Content starts

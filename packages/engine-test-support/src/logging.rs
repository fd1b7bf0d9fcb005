//! Test logging bootstrap shared by unit and integration tests.

use once_cell::sync::OnceCell;
use tracing_subscriber::{fmt, EnvFilter};

/// Default filter: engine internals at info, everything else quiet.
const DEFAULT_FILTER: &str = "warn,impostor_engine=info";

static LOGGING: OnceCell<()> = OnceCell::new();

/// Installs the test subscriber. Idempotent and race-safe; `TEST_LOG` takes
/// precedence over `RUST_LOG`, and [`DEFAULT_FILTER`] applies when neither is
/// set. Output goes through the test writer so cargo captures it per test.
pub fn init() {
    LOGGING.get_or_init(|| {
        let filter = std::env::var("TEST_LOG")
            .or_else(|_| std::env::var("RUST_LOG"))
            .map(EnvFilter::new)
            .unwrap_or_else(|_| EnvFilter::new(DEFAULT_FILTER));

        fmt()
            .compact()
            .with_env_filter(filter)
            .with_test_writer()
            .without_time()
            .try_init()
            .ok();
    });
}
//! The notification/input boundary between the engine and the hosting chat
//! platform.
//!
//! The engine never talks to the platform directly: it calls these methods to
//! render state and announce events, and the platform calls back into
//! [`GameFlowService`](crate::services::game_flow::GameFlowService) with
//! player actions. Adapter failures come back as typed results; the engine
//! handles them explicitly instead of swallowing them.

use async_trait::async_trait;
use thiserror::Error;

use crate::domain::player::{PlayerId, Role};
use crate::domain::secret::Secret;
use crate::domain::snapshot::{SessionPanel, VoteCandidate};
use crate::domain::win::{EndReveal, GameEnd};
use crate::session::SessionId;

#[derive(Error, Debug)]
pub enum AdapterError {
    /// The session's channel or backing resource no longer exists.
    ///
    /// Fatal for that session only: the engine cancels its timers and tears
    /// it down. Never propagates to the process.
    #[error("session channel or backing resource is gone")]
    ChannelMissing,
    /// Any other delivery failure; logged and survivable.
    #[error("adapter failure: {0}")]
    Other(String),
}

/// Outbound calls the engine issues to the platform.
#[async_trait]
pub trait GameAdapter: Send + Sync {
    /// Redraw the session dashboard.
    async fn render_panel(&self, session: &SessionId, panel: &SessionPanel)
        -> Result<(), AdapterError>;

    /// Free-form public announcement in the session channel.
    async fn announce(&self, session: &SessionId, text: &str) -> Result<(), AdapterError>;

    /// Private, pull-based role delivery to one player. `secret` is present
    /// for socials only.
    async fn reveal_role(
        &self,
        session: &SessionId,
        player: PlayerId,
        role: Role,
        secret: Option<&Secret>,
    ) -> Result<(), AdapterError>;

    /// A player's turn opened; they have `seconds` to submit a clue.
    async fn announce_turn(
        &self,
        session: &SessionId,
        player: PlayerId,
        seconds: u64,
    ) -> Result<(), AdapterError>;

    /// Voting opened over the given clue sheet, closing after `seconds`.
    async fn announce_vote_open(
        &self,
        session: &SessionId,
        candidates: &[VoteCandidate],
        seconds: u64,
    ) -> Result<(), AdapterError>;

    /// A player was voted out and their role is now public.
    async fn announce_elimination(
        &self,
        session: &SessionId,
        player: PlayerId,
        role: Role,
    ) -> Result<(), AdapterError>;

    /// The game ended; reveal everything.
    async fn announce_end(
        &self,
        session: &SessionId,
        end: &GameEnd,
        reveal: &EndReveal,
    ) -> Result<(), AdapterError>;
}

/// Adapter that discards everything; useful for embedding and benchmarks.
#[derive(Debug, Default)]
pub struct NullAdapter;

#[async_trait]
impl GameAdapter for NullAdapter {
    async fn render_panel(
        &self,
        _session: &SessionId,
        _panel: &SessionPanel,
    ) -> Result<(), AdapterError> {
        Ok(())
    }

    async fn announce(&self, _session: &SessionId, _text: &str) -> Result<(), AdapterError> {
        Ok(())
    }

    async fn reveal_role(
        &self,
        _session: &SessionId,
        _player: PlayerId,
        _role: Role,
        _secret: Option<&Secret>,
    ) -> Result<(), AdapterError> {
        Ok(())
    }

    async fn announce_turn(
        &self,
        _session: &SessionId,
        _player: PlayerId,
        _seconds: u64,
    ) -> Result<(), AdapterError> {
        Ok(())
    }

    async fn announce_vote_open(
        &self,
        _session: &SessionId,
        _candidates: &[VoteCandidate],
        _seconds: u64,
    ) -> Result<(), AdapterError> {
        Ok(())
    }

    async fn announce_elimination(
        &self,
        _session: &SessionId,
        _player: PlayerId,
        _role: Role,
    ) -> Result<(), AdapterError> {
        Ok(())
    }

    async fn announce_end(
        &self,
        _session: &SessionId,
        _end: &GameEnd,
        _reveal: &EndReveal,
    ) -> Result<(), AdapterError> {
        Ok(())
    }
}
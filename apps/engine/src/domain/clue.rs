//! Clue validation.

use lazy_regex::{regex, Lazy, Regex};

use crate::errors::domain::{DomainError, ValidationKind};

/// Sentinel recorded when a player's turn times out.
pub const AFK_CLUE: &str = "—";

/// The placeholder clue bots always play.
pub const BOT_CLUE: &str = "kunai";

/// 1 to 5 whitespace-separated tokens, each up to 20 characters from the
/// allowed set (ASCII alphanumerics, hyphen, Spanish accented vowels and enye).
static CLUE_RE: &Lazy<Regex> =
    regex!(r"^[A-Za-z0-9áéíóúÁÉÍÓÚñÑ-]{1,20}(\s+[A-Za-z0-9áéíóúÁÉÍÓÚñÑ-]{1,20}){0,4}$");

/// Validate and normalize a submitted clue.
///
/// Returns the trimmed clue text, or `InvalidClueFormat` without mutating
/// anything. The caller decides what to do with the result; rejection never
/// consumes the turn.
pub fn normalize_clue(text: &str) -> Result<String, DomainError> {
    let trimmed = text.trim();
    if CLUE_RE.is_match(trimmed) {
        Ok(trimmed.to_string())
    } else {
        Err(DomainError::validation(
            ValidationKind::InvalidClueFormat,
            "clue must be 1-5 words of up to 20 allowed characters each",
        ))
    }
}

Content ends

AIM OF THE TASK:
All of the entries above should be written out again exactly.

SOLUTION TO THIS TASK:
filename packages/engine-test-support/src/logging.rs
repository fd1b7bf0d9fcb005
//! Test logging bootstrap shared by unit and integration tests.

use once_cell::sync::OnceCell;
use tracing_subscriber::{fmt, EnvFilter};

/// Default filter: engine internals at info, everything else quiet.
const DEFAULT_FILTER: &str = "warn,impostor_engine=info";

static LOGGING: OnceCell<()> = OnceCell::new();

/// Installs the test subscriber. Idempotent and race-safe; `TEST_LOG` takes
/// precedence over `RUST_LOG`, and [`DEFAULT_FILTER`] applies when neither is
/// set. Output goes through the test writer so cargo captures it per test.
pub fn init() {
    LOGGING.get_or_init(|| {
        let filter = std::env::var("TEST_LOG")
            .or_else(|_| std::env::var("RUST_LOG"))
            .map(EnvFilter::new)
            .unwrap_or_else(|_| EnvFilter::new(DEFAULT_FILTER));

        fmt()
            .compact()
            .with_env_filter(filter)
            .with_test_writer()
            .without_time()
            .try_init()
            .ok();
    });
}
//! The notification/input boundary between the engine and the hosting chat
//! platform.
//!
//! The engine never talks to the platform directly: it calls these methods to
//! render state and announce events, and the platform calls back into
//! [`GameFlowService`](crate::services::game_flow::GameFlowService) with
//! player actions. Adapter failures come back as typed results; the engine
//! handles them explicitly instead of swallowing them.

use async_trait::async_trait;
use thiserror::Error;

use crate::domain::player::{PlayerId, Role};
use crate::domain::secret::Secret;
use crate::domain::snapshot::{SessionPanel, VoteCandidate};
use crate::domain::win::{EndReveal, GameEnd};
use crate::session::SessionId;

#[derive(Error, Debug)]
pub enum AdapterError {
    /// The session's channel or backing resource no longer exists.
    ///
    /// Fatal for that session only: the engine cancels its timers and tears
    /// it down. Never propagates to the process.
    #[error("session channel or backing resource is gone")]
    ChannelMissing,
    /// Any other delivery failure; logged and survivable.
    #[error("adapter failure: {0}")]
    Other(String),
}

/// Outbound calls the engine issues to the platform.
#[async_trait]
pub trait GameAdapter: Send + Sync {
    /// Redraw the session dashboard.
    async fn render_panel(&self, session: &SessionId, panel: &SessionPanel)
        -> Result<(), AdapterError>;

    /// Free-form public announcement in the session channel.
    async fn announce(&self, session: &SessionId, text: &str) -> Result<(), AdapterError>;

    /// Private, pull-based role delivery to one player. `secret` is present
    /// for socials only.
    async fn reveal_role(
        &self,
        session: &SessionId,
        player: PlayerId,
        role: Role,
        secret: Option<&Secret>,
    ) -> Result<(), AdapterError>;

    /// A player's turn opened; they have `seconds` to submit a clue.
    async fn announce_turn(
        &self,
        session: &SessionId,
        player: PlayerId,
        seconds: u64,
    ) -> Result<(), AdapterError>;

    /// Voting opened over the given clue sheet, closing after `seconds`.
    async fn announce_vote_open(
        &self,
        session: &SessionId,
        candidates: &[VoteCandidate],
        seconds: u64,
    ) -> Result<(), AdapterError>;

    /// A player was voted out and their role is now public.
    async fn announce_elimination(
        &self,
        session: &SessionId,
        player: PlayerId,
        role: Role,
    ) -> Result<(), AdapterError>;

    /// The game ended; reveal everything.
    async fn announce_end(
        &self,
        session: &SessionId,
        end: &GameEnd,
        reveal: &EndReveal,
    ) -> Result<(), AdapterError>;
}

/// Adapter that discards everything; useful for embedding and benchmarks.
#[derive(Debug, Default)]
pub struct NullAdapter;

#[async_trait]
impl GameAdapter for NullAdapter {
    async fn render_panel(
        &self,
        _session: &SessionId,
        _panel: &SessionPanel,
    ) -> Result<(), AdapterError> {
        Ok(())
    }

    async fn announce(&self, _session: &SessionId, _text: &str) -> Result<(), AdapterError> {
        Ok(())
    }

    async fn reveal_role(
        &self,
        _session: &SessionId,
        _player: PlayerId,
        _role: Role,
        _secret: Option<&Secret>,
    ) -> Result<(), AdapterError> {
        Ok(())
    }

    async fn announce_turn(
        &self,
        _session: &SessionId,
        _player: PlayerId,
        _seconds: u64,
    ) -> Result<(), AdapterError> {
        Ok(())
    }

    async fn announce_vote_open(
        &self,
        _session: &SessionId,
        _candidates: &[VoteCandidate],
        _seconds: u64,
    ) -> Result<(), AdapterError> {
        Ok(())
    }

    async fn announce_elimination(
        &self,
        _session: &SessionId,
        _player: PlayerId,
        _role: Role,
    ) -> Result<(), AdapterError> {
        Ok(())
    }

    async fn announce_end(
        &self,
        _session: &SessionId,
        _end: &GameEnd,
        _reveal: &EndReveal,
    ) -> Result<(), AdapterError> {
        Ok(())
    }
}
filename apps/engine/src/domain/clue.rs
//! Clue validation.

use lazy_regex::{regex, Lazy, Regex};

use crate::errors::domain::{DomainError, ValidationKind};

/// Sentinel recorded when a player's turn times out.
pub const AFK_CLUE: &str = "—";

/// The placeholder clue bots always play.
pub const BOT_CLUE: &str = "kunai";

/// 1 to 5 whitespace-separated tokens, each up to 20 characters from the
/// allowed set (ASCII alphanumerics, hyphen, Spanish accented vowels and enye).
static CLUE_RE: &Lazy<Regex> =
    regex!(r"^[A-Za-z0-9áéíóúÁÉÍÓÚñÑ-]{1,20}(\s+[A-Za-z0-9áéíóúÁÉÍÓÚñÑ-]{1,20}){0,4}$");

/// Validate and normalize a submitted clue.
///
/// Returns the trimmed clue text, or `InvalidClueFormat` without mutating
/// anything. The caller decides what to do with the result; rejection never
/// consumes the turn.
pub fn normalize_clue(text: &str) -> Result<String, DomainError> {
    let trimmed = text.trim();
    if CLUE_RE.is_match(trimmed) {
        Ok(trimmed.to_string())
    } else {
        Err(DomainError::validation(
            ValidationKind::InvalidClueFormat,
            "clue must be 1-5 words of up to 20 allowed characters each",
        ))
    }
}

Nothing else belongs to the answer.